(Saved entries)
******************************

//! Terminal output utilities

use std::sync::Mutex;
use std::time::Duration;

use console::style;
use indicatif::{ProgressBar, ProgressStyle};
use nec_projects::{Step, StepObserver, StepOutcome, StepReport, ToolCommand};

/// Print a success message
pub fn success(msg: &str) {
    println!("{} {}", style("✓").green().bold(), msg);
}

/// Print an error message
pub fn error(msg: &str) {
    eprintln!("{} {}", style("✗").red().bold(), msg);
}

/// Print a warning message
pub fn warning(msg: &str) {
    eprintln!("{} {}", style("⚠").yellow().bold(), msg);
}

/// Print an info message
pub fn info(msg: &str) {
    println!("{} {}", style("ℹ").blue().bold(), msg);
}

/// Print a header
pub fn header(msg: &str) {
    println!("\n{}", style(msg).bold().underlined());
}

/// Print a key-value pair
pub fn kv(key: &str, value: &str) {
    println!("  {}: {}", style(key).dim(), value);
}

/// Create a spinner
pub fn spinner(msg: &str) -> ProgressBar {
    let pb = ProgressBar::new_spinner();
    let spinner_style = ProgressStyle::with_template("{spinner:.blue} {msg}")
        .unwrap_or_else(|_| ProgressStyle::default_spinner())
        .tick_chars("⠋⠙⠹⠸⠼⠴⠦⠧⠇⠏");
    pb.set_style(spinner_style);
    pb.set_message(msg.to_string());
    pb.enable_steady_tick(Duration::from_millis(100));
    pb
}

/// Shows a spinner while each materializer step runs, then its outcome
#[derive(Default)]
pub struct StepSpinner {
    current: Mutex<Option<ProgressBar>>,
}

impl StepSpinner {
    pub fn new() -> Self {
        Self::default()
    }
}

impl StepObserver for StepSpinner {
    fn on_step_start(&self, step: Step, command: Option<&ToolCommand>) {
        let msg = match command {
            Some(cmd) => format!("{} ({})", step, cmd),
            None => format!("{}...", step),
        };
        let mut current = self.current.lock().unwrap_or_else(|p| p.into_inner());
        if let Some(previous) = current.replace(spinner(&msg)) {
            previous.finish_and_clear();
        }
    }

    fn on_step_finish(&self, report: &StepReport) {
        if let Some(pb) = self
            .current
            .lock()
            .unwrap_or_else(|p| p.into_inner())
            .take()
        {
            pb.finish_and_clear();
        }

        let label = match &report.command {
            Some(cmd) => format!("{} ({})", report.step, cmd),
            None => report.step.to_string(),
        };
        match &report.outcome {
            StepOutcome::Succeeded => success(&label),
            StepOutcome::Failed(reason) => error(&format!("{}: {}", label, reason)),
            StepOutcome::Skipped(reason) => {
                tracing::debug!("{} skipped: {}", report.step, reason);
            }
        }
    }
}
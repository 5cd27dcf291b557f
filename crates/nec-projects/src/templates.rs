//! Framework templates and package managers
//!
//! Each template variant maps to exactly one scaffolding command per
//! package manager.

use std::fmt;

use crate::error::{Error, Result};
use crate::process::ToolCommand;

/// Package manager used for manifest creation and scaffolding
#[derive(Debug, Clone, Copy, PartialEq, Eq, Hash)]
pub enum PackageManager {
    Npm,
    Yarn,
}

impl PackageManager {
    /// `Yarn` when the alternate manager was requested, otherwise `Npm`
    pub fn select(use_alternate: bool) -> Self {
        if use_alternate {
            Self::Yarn
        } else {
            Self::Npm
        }
    }

    pub fn as_str(&self) -> &'static str {
        match self {
            Self::Npm => "npm",
            Self::Yarn => "yarn",
        }
    }

    /// Command that writes a default package.json
    pub fn init_command(&self) -> ToolCommand {
        ToolCommand::new(self.as_str()).args(["init", "-y"])
    }
}

impl fmt::Display for PackageManager {
    fn fmt(&self, f: &mut fmt::Formatter<'_>) -> fmt::Result {
        f.write_str(self.as_str())
    }
}

/// Framework scaffolding template
#[derive(Debug, Clone, Copy, PartialEq, Eq, Hash)]
pub enum Template {
    /// React via create-react-app, JavaScript
    ReactJavascript,
    /// React via create-react-app, TypeScript
    ReactTypescript,
    /// Next.js via create-next-app, JavaScript
    NextJavascript,
    /// Next.js via create-next-app, TypeScript
    NextTypescript,
}

const ALL_TEMPLATES: [Template; 4] = [
    Template::ReactJavascript,
    Template::ReactTypescript,
    Template::NextJavascript,
    Template::NextTypescript,
];

impl Template {
    /// All templates in menu order
    pub fn all() -> &'static [Template] {
        &ALL_TEMPLATES
    }

    /// Label shown in the wizard
    pub fn label(&self) -> &'static str {
        match self {
            Self::ReactJavascript => "React (JavaScript)",
            Self::ReactTypescript => "React (TypeScript)",
            Self::NextJavascript => "Next.js (JavaScript)",
            Self::NextTypescript => "Next.js (TypeScript)",
        }
    }

    /// Short identifier for the command line
    pub fn slug(&self) -> &'static str {
        match self {
            Self::ReactJavascript => "react",
            Self::ReactTypescript => "react-ts",
            Self::NextJavascript => "next",
            Self::NextTypescript => "next-ts",
        }
    }

    pub fn description(&self) -> &'static str {
        match self {
            Self::ReactJavascript => "Single-page React app (create-react-app)",
            Self::ReactTypescript => "Single-page React app with TypeScript (create-react-app)",
            Self::NextJavascript => "Next.js app (create-next-app)",
            Self::NextTypescript => "Next.js app with TypeScript (create-next-app)",
        }
    }

    /// Extra accepted spellings besides label and slug
    pub fn aliases(&self) -> &'static [&'static str] {
        match self {
            Self::ReactJavascript => &["react-js", "cra", "react-javascript"],
            Self::ReactTypescript => &["react-typescript", "cra-ts"],
            Self::NextJavascript => &["next-js", "nextjs", "next-javascript"],
            Self::NextTypescript => &["next-typescript", "nextjs-ts"],
        }
    }

    /// Match a label, slug, or alias, ignoring case
    pub fn resolve(id: &str) -> Option<Self> {
        let wanted = id.trim().to_lowercase();
        Self::all().iter().copied().find(|t| {
            t.label().to_lowercase() == wanted
                || t.slug() == wanted
                || t.aliases().iter().any(|a| *a == wanted)
        })
    }

    /// Like [`Template::resolve`] but reports what is available on failure
    pub fn parse(id: &str) -> Result<Self> {
        Self::resolve(id).ok_or_else(|| {
            let available = Self::all()
                .iter()
                .map(|t| t.slug())
                .collect::<Vec<_>>()
                .join(", ");
            Error::unrecognized_template(id, available)
        })
    }

    /// The scaffolding command, run inside the (empty) project directory
    pub fn scaffold_command(&self, package_manager: PackageManager) -> ToolCommand {
        let base = match (self, package_manager) {
            (Self::ReactJavascript | Self::ReactTypescript, PackageManager::Npm) => {
                ToolCommand::new("npx").args(["create-react-app", "."])
            }
            (Self::ReactJavascript | Self::ReactTypescript, PackageManager::Yarn) => {
                ToolCommand::new("yarn").args(["create", "react-app", "."])
            }
            (Self::NextJavascript | Self::NextTypescript, PackageManager::Npm) => {
                ToolCommand::new("npx").args(["create-next-app@latest", "."])
            }
            (Self::NextJavascript | Self::NextTypescript, PackageManager::Yarn) => {
                ToolCommand::new("yarn").args(["create", "next-app", "."])
            }
        };

        match self {
            Self::ReactJavascript => base,
            Self::ReactTypescript => base.args(["--template", "typescript"]),
            Self::NextJavascript | Self::NextTypescript => {
                let language = if *self == Self::NextTypescript {
                    "--ts"
                } else {
                    "--js"
                };
                let manager = match package_manager {
                    PackageManager::Npm => "--use-npm",
                    PackageManager::Yarn => "--use-yarn",
                };
                base.args([language, manager, "--yes"])
            }
        }
    }
}

impl fmt::Display for Template {
    fn fmt(&self, f: &mut fmt::Formatter<'_>) -> fmt::Result {
        f.write_str(self.label())
    }
}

******************************

▶ **Description of the task**: Please reproduce, word for word, every line from the line with "Self::NextJavascript | Self::NextTypescript =>" to the final line above, including both ends.

▶ **Result of this task**:
            Self::NextJavascript | Self::NextTypescript => {
                let language = if *self == Self::NextTypescript {
                    "--ts"
                } else {
                    "--js"
                };
                let manager = match package_manager {
                    PackageManager::Npm => "--use-npm",
                    PackageManager::Yarn => "--use-yarn",
                };
                base.args([language, manager, "--yes"])
            }
        }
    }
}

impl fmt::Display for Template {
    fn fmt(&self, f: &mut fmt::Formatter<'_>) -> fmt::Result {
        f.write_str(self.label())
    }
}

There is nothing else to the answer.